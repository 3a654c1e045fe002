use std::sync::Once;

use tracing::info;
use tracing_appender::non_blocking::WorkerGuard;
use tracing_subscriber::{fmt, layer::SubscriberExt, util::SubscriberInitExt, EnvFilter, Layer};

use crate::file_util::get_log_folder;

fn panic_hook() {
    std::panic::set_hook(Box::new(|info| {
        let trace = backtrace::Backtrace::new();
        tracing::error!("{info:?}");
        tracing::error!("{trace:?}");
    }));
}

/// Installs the global subscriber, logging to stdout and to a daily rolling
/// file under the application's log folder. The returned guard must stay
/// alive for the file writer to flush.
pub fn tracing_setup() -> WorkerGuard {
    let log_folder = get_log_folder();
    let file_appender = tracing_appender::rolling::daily(&log_folder, "remthumb.log");
    let (non_blocking, guard) = tracing_appender::non_blocking(file_appender);
    let filter = EnvFilter::try_from_default_env().unwrap_or_else(|_| EnvFilter::new("info"));
    tracing_subscriber::registry()
        .with(
            fmt::layer()
                .with_writer(non_blocking)
                .with_ansi(false)
                .with_filter(filter),
        )
        .with(fmt::layer().with_writer(std::io::stdout))
        .init();
    panic_hook();
    info!("logging to {log_folder:?}");
    guard
}

/// Test processes share one global subscriber; repeated calls are no-ops.
pub fn init_tracing_for_tests() {
    static INIT: Once = Once::new();
    INIT.call_once(|| {
        tracing_subscriber::fmt()
            .with_max_level(tracing::Level::DEBUG)
            .with_test_writer()
            .init();
    });
}
use crate::{
    file_util::{self, DEFAULT_HOMEDIR},
    result::{ThumbError, ThumbResult},
};
use serde::{Deserialize, Serialize};
use std::path::{Path, PathBuf};

/// How the SSH session authenticates. The secret is treated as an opaque
/// string resolved by the caller; nothing here persists it.
#[derive(Deserialize, Serialize, Debug, Clone, PartialEq, Eq)]
#[serde(rename_all = "snake_case")]
pub enum SshCredential {
    Password(String),
    KeyFile(String),
}

fn default_port() -> u16 {
    22
}
fn default_thumb_max() -> usize {
    2
}
fn default_command_timeout_ms() -> u32 {
    30_000
}

/// Describes one remote host. Supplied by the caller per request; the
/// identity key is used for connection pooling and tool-path caching, so it
/// must stay consistent across calls.
#[derive(Deserialize, Serialize, Debug, Clone, PartialEq, Eq)]
pub struct ServerCfg {
    pub name: Option<String>,
    pub host: String,
    #[serde(default = "default_port")]
    pub port: u16,
    pub user: String,
    /// Upper bound on concurrently granted thumbnail slots for this server.
    #[serde(default = "default_thumb_max")]
    pub thumb_max: usize,
    #[serde(default = "default_command_timeout_ms")]
    pub command_timeout_ms: u32,
    // kept last so the toml serializer emits the table after plain values
    pub credential: SshCredential,
}

impl ServerCfg {
    /// Identity key, name-or-hostname. Guaranteed non-empty as long as the
    /// host is non-empty.
    pub fn identity(&self) -> &str {
        match &self.name {
            Some(n) if !n.is_empty() => n,
            _ => &self.host,
        }
    }
}

pub fn get_default_cachedir() -> PathBuf {
    DEFAULT_HOMEDIR.join("cache")
}

pub fn get_tool_store_path() -> PathBuf {
    DEFAULT_HOMEDIR.join("tool_paths.json")
}

pub fn read_server_cfg(path: &Path) -> ThumbResult<ServerCfg> {
    let s = file_util::read_to_string(path)?;
    toml::from_str(&s).map_err(|e| ThumbError::Io(format!("could not parse {path:?}, {e}")))
}

pub fn write_server_cfg(path: &Path, cfg: &ServerCfg) -> ThumbResult<()> {
    let s = toml::to_string_pretty(cfg)
        .map_err(|e| ThumbError::Io(format!("could not serialize server cfg, {e}")))?;
    file_util::write(path, s)
}

#[cfg(test)]
mod tests {
    use super::*;

    const CFG: &str = r#"
        name = "seedbox"
        host = "10.0.0.4"
        user = "media"
        thumb_max = 3
        [credential]
        password = "hunter2"
        "#;

    #[test]
    fn test_parse_defaults() {
        let cfg: ServerCfg = toml::from_str(CFG).unwrap();
        assert_eq!(cfg.identity(), "seedbox");
        assert_eq!(cfg.port, 22);
        assert_eq!(cfg.thumb_max, 3);
        assert_eq!(cfg.command_timeout_ms, 30_000);
        assert_eq!(cfg.credential, SshCredential::Password("hunter2".to_string()));
    }

    #[test]
    fn test_identity_falls_back_to_host() {
        let mut cfg: ServerCfg = toml::from_str(CFG).unwrap();
        cfg.name = Some(String::new());
        assert_eq!(cfg.identity(), "10.0.0.4");
        cfg.name = None;
        assert_eq!(cfg.identity(), "10.0.0.4");
    }

    #[test]
    fn test_roundtrip() {
        let cfg: ServerCfg = toml::from_str(CFG).unwrap();
        let s = toml::to_string_pretty(&cfg).unwrap();
        let reparsed: ServerCfg = toml::from_str(&s).unwrap();
        assert_eq!(cfg, reparsed);
    }
}
use std::{
    fs,
    path::Path,
    sync::{Arc, Mutex},
};

use crate::{
    cfg::{ServerCfg, SshCredential},
    result::{ThumbError, ThumbResult},
    ssh::{ConnectionFactory, Transport},
};

pub fn test_server(name: &str, thumb_max: usize) -> ServerCfg {
    ServerCfg {
        name: Some(name.to_string()),
        host: "192.0.2.1".to_string(),
        port: 22,
        user: "u".to_string(),
        thumb_max,
        command_timeout_ms: 30_000,
        credential: SshCredential::Password("pw".to_string()),
    }
}

struct ScriptEntry {
    needle: String,
    status: i32,
    output: String,
    consumed: bool,
}

#[derive(Default)]
struct Shared {
    script: Vec<ScriptEntry>,
    exec_log: Vec<String>,
    downloads: Vec<(String, Vec<u8>)>,
    n_connects: usize,
    n_disconnects: usize,
    fail_connect: bool,
}

/// Transport fake driven by an ordered script. Each executed command consumes
/// the first unconsumed entry whose needle it contains; unmatched commands
/// answer `(0, "")`.
#[derive(Clone, Default)]
pub struct ScriptedTransport {
    shared: Arc<Mutex<Shared>>,
    connected: bool,
}

impl ScriptedTransport {
    pub fn new(script: Vec<(&str, i32, &str)>) -> Self {
        let script = script
            .into_iter()
            .map(|(needle, status, output)| ScriptEntry {
                needle: needle.to_string(),
                status,
                output: output.to_string(),
                consumed: false,
            })
            .collect();
        Self {
            shared: Arc::new(Mutex::new(Shared {
                script,
                ..Default::default()
            })),
            connected: false,
        }
    }

    pub fn failing_to_connect() -> Self {
        let t = Self::new(vec![]);
        t.shared.lock().unwrap().fail_connect = true;
        t
    }

    /// Registers bytes served for any remote path containing `path_needle`.
    pub fn serve_download(&self, path_needle: &str, bytes: Vec<u8>) {
        self.shared
            .lock()
            .unwrap()
            .downloads
            .push((path_needle.to_string(), bytes));
    }
}

pub fn exec_log(t: &ScriptedTransport) -> Vec<String> {
    t.shared.lock().unwrap().exec_log.clone()
}

pub fn n_connects(t: &ScriptedTransport) -> usize {
    t.shared.lock().unwrap().n_connects
}

pub fn n_disconnects(t: &ScriptedTransport) -> usize {
    t.shared.lock().unwrap().n_disconnects
}

impl Transport for ScriptedTransport {
    fn connect(&mut self) -> ThumbResult<()> {
        let mut shared = self.shared.lock().unwrap();
        if shared.fail_connect {
            return Err(ThumbError::Connectivity("scripted refusal".to_string()));
        }
        shared.n_connects += 1;
        self.connected = true;
        Ok(())
    }

    fn execute_command(&mut self, cmd: &str) -> ThumbResult<(i32, String)> {
        if !self.connected {
            return Err(ThumbError::NotConnected);
        }
        let mut shared = self.shared.lock().unwrap();
        shared.exec_log.push(cmd.to_string());
        for entry in shared.script.iter_mut() {
            if !entry.consumed && cmd.contains(&entry.needle) {
                entry.consumed = true;
                return Ok((entry.status, entry.output.clone()));
            }
        }
        Ok((0, String::new()))
    }

    fn download_file(
        &mut self,
        remote_path: &str,
        local_dst: &Path,
        on_progress: &mut dyn FnMut(u64),
    ) -> ThumbResult<()> {
        if !self.connected {
            return Err(ThumbError::NotConnected);
        }
        let shared = self.shared.lock().unwrap();
        let bytes = shared
            .downloads
            .iter()
            .find(|(needle, _)| remote_path.contains(needle))
            .map(|(_, bytes)| bytes.clone())
            .ok_or_else(|| ThumbError::RemoteFileNotFound(remote_path.to_string()))?;
        fs::write(local_dst, &bytes).map_err(|e| ThumbError::Io(format!("{e:?}")))?;
        on_progress(bytes.len() as u64);
        Ok(())
    }

    fn disconnect(&mut self) {
        self.shared.lock().unwrap().n_disconnects += 1;
        self.connected = false;
    }
}

/// Factory handing out clones of one scripted transport so tests can inspect
/// the shared log after the engine is done with the connection.
pub struct ScriptedFactory {
    pub transport: ScriptedTransport,
}

impl ScriptedFactory {
    pub fn new(transport: ScriptedTransport) -> Self {
        Self { transport }
    }
}

impl ConnectionFactory for ScriptedFactory {
    type Conn = ScriptedTransport;
    fn open(&self, _: &ServerCfg) -> ScriptedTransport {
        self.transport.clone()
    }
}
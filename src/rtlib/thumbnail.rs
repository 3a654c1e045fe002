use std::{
    collections::HashSet,
    path::PathBuf,
    sync::{Arc, Mutex},
};

use image::DynamicImage;
use tracing::{debug, info, warn};

use crate::{
    admission::{AdmissionController, AdmissionStatus},
    cache::{ThumbCache, ThumbCacheCfg},
    cfg::ServerCfg,
    defer_file_removal, file_util, generr,
    image_util::{is_blank_image, placeholder, process_thumbnail, read_image, FileType},
    result::{ThumbError, ThumbResult},
    ssh::{shell_quote, with_connection, ConnectionFactory, Transport},
    tool::{ensure_tool_available, ToolPaths},
    visibility::VisibilitySet,
};

/// Seek offsets tried in order for video sources. Two minutes in skips
/// leaders, the later offsets rescue clips shorter than that.
pub const SEEK_TIMESTAMPS: [&str; 3] = ["00:02:00.000", "00:00:10.000", "00:00:00.000"];

const REMOTE_THUMB_DIR: &str = "thumbs";

fn build_frame_cmd(tool: &str, remote_path: &str, remote_tmp: &str, seek: Option<&str>) -> String {
    let src = shell_quote(remote_path);
    match seek {
        Some(ts) => format!(
            "{tool} -ss {ts} -i {src} -vframes 1 -vf scale=1920:-1 $HOME/{remote_tmp} 2>/dev/null || echo $?"
        ),
        None => format!(
            "{tool} -i {src} -vf scale=1920:-1 $HOME/{remote_tmp} 2>/dev/null || echo $?"
        ),
    }
}

struct InProgress {
    paths: Mutex<HashSet<String>>,
}

struct InProgressGuard<'a> {
    set: &'a InProgress,
    path: String,
}

impl<'a> InProgressGuard<'a> {
    fn try_acquire(set: &'a InProgress, path: &str) -> Option<Self> {
        if set.paths.lock().unwrap().insert(path.to_string()) {
            Some(Self {
                set,
                path: path.to_string(),
            })
        } else {
            None
        }
    }
}

impl Drop for InProgressGuard<'_> {
    fn drop(&mut self) {
        self.set.paths.lock().unwrap().remove(&self.path);
    }
}

/// Extracts one full-resolution frame on the remote host and downloads it,
/// walking the seek offsets until a non-blank frame decodes.
fn generate_remote<C>(
    conn: &mut C,
    tool: &str,
    remote_path: &str,
    file_type: FileType,
) -> ThumbResult<DynamicImage>
where
    C: Transport,
{
    let (_, out) = conn.execute_command(&format!("mkdir -p $HOME/{REMOTE_THUMB_DIR}"))?;
    if !out.trim().is_empty() {
        debug!("creating remote thumb dir said {out:?}");
    }
    // the shell side spells out $HOME while scp resolves the same path
    // relative to the home directory
    let remote_tmp = format!("{REMOTE_THUMB_DIR}/thumb_{}.jpg", uuid::Uuid::new_v4());
    let seeks: &[Option<&str>] = if file_type == FileType::Video {
        &[
            Some(SEEK_TIMESTAMPS[0]),
            Some(SEEK_TIMESTAMPS[1]),
            Some(SEEK_TIMESTAMPS[2]),
        ]
    } else {
        &[None]
    };
    for seek in seeks {
        let cmd = build_frame_cmd(tool, remote_path, &remote_tmp, *seek);
        let (_, out) = conn.execute_command(&cmd)?;
        let (_, check) = conn.execute_command(&format!(
            "[ -f $HOME/{remote_tmp} ] && echo 'success' || echo 'failed'"
        ))?;
        if check.trim() != "success" {
            debug!("no frame at seek {seek:?} for {remote_path}, tool said {out:?}");
            continue;
        }
        let local_tmp = file_util::tmp_download_path()?;
        defer_file_removal!(&local_tmp);
        let download_res = conn.download_file(&remote_tmp, &local_tmp, &mut |n_bytes| {
            debug!("downloaded {n_bytes} bytes of {remote_tmp}");
        });
        let (_, _) = conn.execute_command(&format!("rm -f $HOME/{remote_tmp}"))?;
        if let Err(e) = download_res {
            warn!("download of frame for {remote_path} failed, {e:?}");
            continue;
        }
        let frame = match read_image(&local_tmp) {
            Ok(frame) => frame,
            Err(e) => {
                warn!("decoding frame for {remote_path} failed, {e:?}");
                continue;
            }
        };
        if is_blank_image(&frame) {
            debug!("blank frame at seek {seek:?} for {remote_path}");
            continue;
        }
        return Ok(frame);
    }
    Err(generr!("no usable frame extracted from {}", remote_path))
}

/// Front door of the subsystem. Owns the caches, the visibility set, and the
/// admission controller; one instance serves all servers.
pub struct ThumbnailEngine<F>
where
    F: ConnectionFactory,
{
    factory: F,
    visibility: Arc<VisibilitySet>,
    admission: AdmissionController,
    cache: ThumbCache,
    tool_paths: ToolPaths,
    in_progress: InProgress,
}

impl<F> ThumbnailEngine<F>
where
    F: ConnectionFactory,
{
    pub fn new(factory: F, cache_cfg: ThumbCacheCfg, tool_store_path: Option<PathBuf>) -> Self {
        let visibility = Arc::new(VisibilitySet::default());
        Self {
            factory,
            admission: AdmissionController::new(Arc::clone(&visibility)),
            visibility,
            cache: ThumbCache::new(cache_cfg),
            tool_paths: ToolPaths::new(tool_store_path),
            in_progress: InProgress {
                paths: Mutex::new(HashSet::new()),
            },
        }
    }

    pub fn visibility(&self) -> &VisibilitySet {
        &self.visibility
    }

    /// Cooperative cancellation for a path that left the viewport.
    pub fn remove_thumbnail_from_queue(&self, remote_path: &str) {
        self.admission.remove_thumbnail_from_queue(remote_path);
    }

    /// Marks the path invisible and drops it from the queue in one step.
    pub fn cancel_thumbnail(&self, remote_path: &str) {
        self.visibility.mark_invisible(remote_path);
        self.admission.remove_thumbnail_from_queue(remote_path);
    }

    pub fn get_status(&self) -> AdmissionStatus {
        self.admission.get_status()
    }

    /// Cancels all queued work and forgets viewport state, e.g. on a server
    /// switch in the caller.
    pub fn reset(&self) {
        self.admission.clear_all();
        self.visibility.clear();
    }

    pub fn clear_cache(&self) -> ThumbResult<()> {
        self.cache.clear()
    }

    pub fn cache_size_in_mb(&self) -> f64 {
        self.cache.size_in_mb()
    }

    /// Returns the processed square thumbnail for `remote_path`, generating
    /// and caching it if needed. Non-media paths and failed generations
    /// degrade to placeholders; only cancellation surfaces as an error.
    pub fn get_thumbnail(
        &self,
        server: &ServerCfg,
        remote_path: &str,
    ) -> ThumbResult<DynamicImage> {
        let file_type = FileType::determine(remote_path);
        if !file_type.is_media() {
            return Ok(placeholder(file_type));
        }
        if !self.visibility.is_visible(remote_path) {
            return Err(ThumbError::Cancelled);
        }
        if let Some(cached) = self.cache.lookup(remote_path) {
            debug!("cache hit for {remote_path}");
            return Ok(process_thumbnail(&cached, file_type));
        }
        let Some(_in_progress) = InProgressGuard::try_acquire(&self.in_progress, remote_path)
        else {
            // another task already generates this path and will fill the cache
            debug!("{remote_path} already in progress");
            return Ok(placeholder(file_type));
        };
        let server_key = server.identity().to_string();
        let Some(_slot) = self
            .admission
            .admit(remote_path, &server_key, server.thumb_max)
        else {
            return Err(ThumbError::Cancelled);
        };
        // the wait for the slot may have outlived the viewport position
        if !self.visibility.is_visible(remote_path) {
            return Err(ThumbError::Cancelled);
        }
        let frame_res = with_connection(&self.factory, server, |conn| {
            conn.connect()?;
            let tool = ensure_tool_available(&server_key, &self.tool_paths, conn)?;
            generate_remote(conn, &tool, remote_path, file_type)
        });
        match frame_res {
            Ok(frame) => {
                info!("generated thumbnail for {remote_path}");
                if let Err(e) = self.cache.store(remote_path, &frame) {
                    warn!("could not persist thumbnail for {remote_path}, {e:?}");
                }
                Ok(process_thumbnail(&frame, file_type))
            }
            Err(ThumbError::Cancelled) => Err(ThumbError::Cancelled),
            Err(e) => {
                warn!("thumbnail generation for {remote_path} failed, {e:?}");
                Ok(placeholder(file_type))
            }
        }
    }
}
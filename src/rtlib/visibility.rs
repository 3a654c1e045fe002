use std::{
    collections::HashSet,
    sync::Mutex,
};

/// Process-wide record of which paths the UI currently wants. Membership is
/// advisory; in-flight work re-checks it at its next checkpoint.
#[derive(Debug, Default)]
pub struct VisibilitySet {
    paths: Mutex<HashSet<String>>,
}

impl VisibilitySet {
    pub fn mark_visible(&self, path: &str) {
        self.paths.lock().unwrap().insert(path.to_string());
    }
    pub fn mark_invisible(&self, path: &str) {
        self.paths.lock().unwrap().remove(path);
    }
    pub fn is_visible(&self, path: &str) -> bool {
        self.paths.lock().unwrap().contains(path)
    }
    pub fn clear(&self) {
        self.paths.lock().unwrap().clear();
    }
}

#[cfg(test)]
mod tests {
    use super::*;

    #[test]
    fn test_mark_and_check() {
        let vis = VisibilitySet::default();
        assert!(!vis.is_visible("/data/a.mp4"));
        vis.mark_visible("/data/a.mp4");
        assert!(vis.is_visible("/data/a.mp4"));
        vis.mark_invisible("/data/a.mp4");
        assert!(!vis.is_visible("/data/a.mp4"));
        // removing an absent path is a no-op
        vis.mark_invisible("/data/a.mp4");
        vis.mark_visible("/data/a.mp4");
        vis.mark_visible("/data/b.mp4");
        vis.clear();
        assert!(!vis.is_visible("/data/b.mp4"));
    }
}
use std::{
    error::Error,
    fmt::{self, Debug, Display, Formatter},
};
use tracing::warn;

/// Error taxonomy of the thumbnailing pipeline. Everything except
/// [`ThumbError::Cancelled`] eventually degrades to a placeholder image at
/// the engine boundary instead of reaching the caller.
#[derive(Clone, Debug, PartialEq, Eq)]
pub enum ThumbError {
    /// Authentication failure, unreachable host, or a dropped session.
    Connectivity(String),
    /// A command was issued before `connect()` succeeded.
    NotConnected,
    /// A remote command or transfer exceeded its bounded wait.
    Timeout(String),
    RemoteFileNotFound(String),
    /// Tool detection and installation both failed.
    ToolUnavailable(String),
    UnsupportedPlatform(String),
    /// All generation attempts produced empty or undecodable frames.
    Generation(String),
    /// The path became invisible; an early silent exit, not a failure.
    Cancelled,
    /// Disk cache read/write failure, treated as a cache miss.
    CacheIo(String),
    Io(String),
}

impl Display for ThumbError {
    fn fmt(&self, f: &mut Formatter) -> fmt::Result {
        match self {
            ThumbError::Connectivity(msg) => write!(f, "connectivity error: {msg}"),
            ThumbError::NotConnected => write!(f, "not connected"),
            ThumbError::Timeout(msg) => write!(f, "timed out: {msg}"),
            ThumbError::RemoteFileNotFound(p) => write!(f, "remote file not found: {p}"),
            ThumbError::ToolUnavailable(msg) => write!(f, "tool unavailable: {msg}"),
            ThumbError::UnsupportedPlatform(msg) => write!(f, "unsupported platform: {msg}"),
            ThumbError::Generation(msg) => write!(f, "generation failed: {msg}"),
            ThumbError::Cancelled => write!(f, "cancelled"),
            ThumbError::CacheIo(msg) => write!(f, "cache io error: {msg}"),
            ThumbError::Io(msg) => write!(f, "io error: {msg}"),
        }
    }
}
impl Error for ThumbError {}

pub type ThumbResult<U> = Result<U, ThumbError>;

/// Creates a [`ThumbError::Generation`] with a formatted message.
#[macro_export]
macro_rules! generr {
    ($($arg:tt)*) => {
        $crate::result::ThumbError::Generation(format!($($arg)*))
    }
}

/// Creates a [`ThumbError::Connectivity`] with a formatted message.
#[macro_export]
macro_rules! connerr {
    ($($arg:tt)*) => {
        $crate::result::ThumbError::Connectivity(format!($($arg)*))
    }
}

pub fn to_terr<E: Debug>(e: E) -> ThumbError {
    ThumbError::Io(format!("{e:?}"))
}

pub fn trace_ok_warn<T, E>(x: Result<T, E>) -> Option<T>
where
    E: Debug,
{
    match x {
        Ok(x) => Some(x),
        Err(e) => {
            warn!("{e:?}");
            None
        }
    }
}

#[test]
fn test_macros() {
    assert_eq!(
        generr!("no frame for {}", "/a/b.mp4"),
        ThumbError::Generation("no frame for /a/b.mp4".to_string())
    );
    assert_eq!(
        connerr!("refused"),
        ThumbError::Connectivity("refused".to_string())
    );
}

* * *

▸ Exercise: Return, from the material above, every line with the word "logging".

▸ Expected answer:
/// Installs the global subscriber, logging to stdout and to a daily rolling
    info!("logging to {log_folder:?}");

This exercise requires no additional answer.